We're urging charities to help shift ageist stereotypes and language used public life, which harms people and their prospects in later years with our new guide 'Challenging ageism: A guide to talking about ageing and older age'.
Our previous research found that ageing is associated with decline and ill-health, and older people are commonly portrayed as frail, vulnerable and dependent.
Analysis shows that political discourse mainly frames the ageing population as a costly ‘crisis’ emphasising the dependence of older people on state support, while in the media older people are often pitted against younger people in ‘boomer vs millennial’ narratives around competition for resources.
While ageing-focused charities use more nuanced and supportive language, loneliness often dominates the narrative, and tends to be presented as an inevitable part of later life. The language and imagery used in fundraising campaigns also tends to be inherently negative – focusing on sad or vulnerable older people in need of help – and risks feeding into negative stereotypes of ageing and older people in wider society.
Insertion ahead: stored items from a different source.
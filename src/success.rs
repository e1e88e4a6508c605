use serde::Serialize;

use crate::reference::{ClusterDefinition, SuccessFactor};
use crate::swing::{MeasureField, SwingMeasurement};

/// Target band half-width as a share of the median.
const BAND_RATIO: f64 = 0.10;
/// The band never gets narrower than this share of the median.
const MIN_BAND_RATIO: f64 = 0.01;

/// One success factor compared against the swing.
#[derive(Debug, Clone, PartialEq, Serialize)]
#[serde(rename_all = "camelCase")]
pub struct FactorComparison {
    pub feature: MeasureField,
    pub unit: &'static str,
    pub importance: f64,
    pub median: f64,
    pub actual: Option<f64>,
    pub delta: Option<f64>,
    pub band_min: f64,
    pub band_max: f64,
    pub within_band: bool,
}

/// `median ± max(|median| · 10%, |median| · 1%)`.
pub fn target_band(median: f64) -> (f64, f64) {
    let half = (median * BAND_RATIO).abs().max(median.abs() * MIN_BAND_RATIO);
    (median - half, median + half)
}

fn compare(factor: &SuccessFactor, swing: &SwingMeasurement) -> FactorComparison {
    let actual = swing.get(factor.feature);
    let (band_min, band_max) = target_band(factor.median);
    FactorComparison {
        feature: factor.feature,
        unit: factor.feature.unit(),
        importance: factor.importance,
        median: factor.median,
        actual,
        delta: actual.map(|a| a - factor.median),
        band_min,
        band_max,
        within_band: actual.is_some_and(|a| a >= band_min && a <= band_max),
    }
}

/// Success factors of a cluster, most important first.
///
/// `limit` keeps only the top entries.
pub fn compare_success_factors(
    cluster: &ClusterDefinition,
    swing: &SwingMeasurement,
    limit: Option<usize>,
) -> Vec<FactorComparison> {
    let mut rows: Vec<FactorComparison> = cluster
        .success_factors
        .iter()
        .map(|f| compare(f, swing))
        .collect();
    rows.sort_by(|a, b| b.importance.total_cmp(&a.importance));
    if let Some(n) = limit {
        rows.truncate(n);
    }
    rows
}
The research raises concerns about the impact of societal ageism on the treatment of older people, particularly during the pandemic, with older people treated as a homogenous group who are vulnerable, frail and a problem to be managed rather than citizens of equal value. Research has also shown that ageism can affect our wellbeing by shaping how we feel about our own ageing process – limiting what we feel we are able to do.
We've launched a new guide to help organisations challenge ageism, tackling the negative stereotypes which are all too common in conversations about older people and ageing. The new guide is a practical tool drawing on a wealth of research about attitudes to age and the way that the public responds to different ways of talking about ageing and later life.
The guide urges organisations to move away from stereotypes and embrace realistic and diverse images of later life, to use terminology that older people prefer – such as ‘older’ rather than ‘old’ or ‘elderly’ – and to avoid ‘compassionate ageism,’ which paints older people as vulnerable and in need of pity.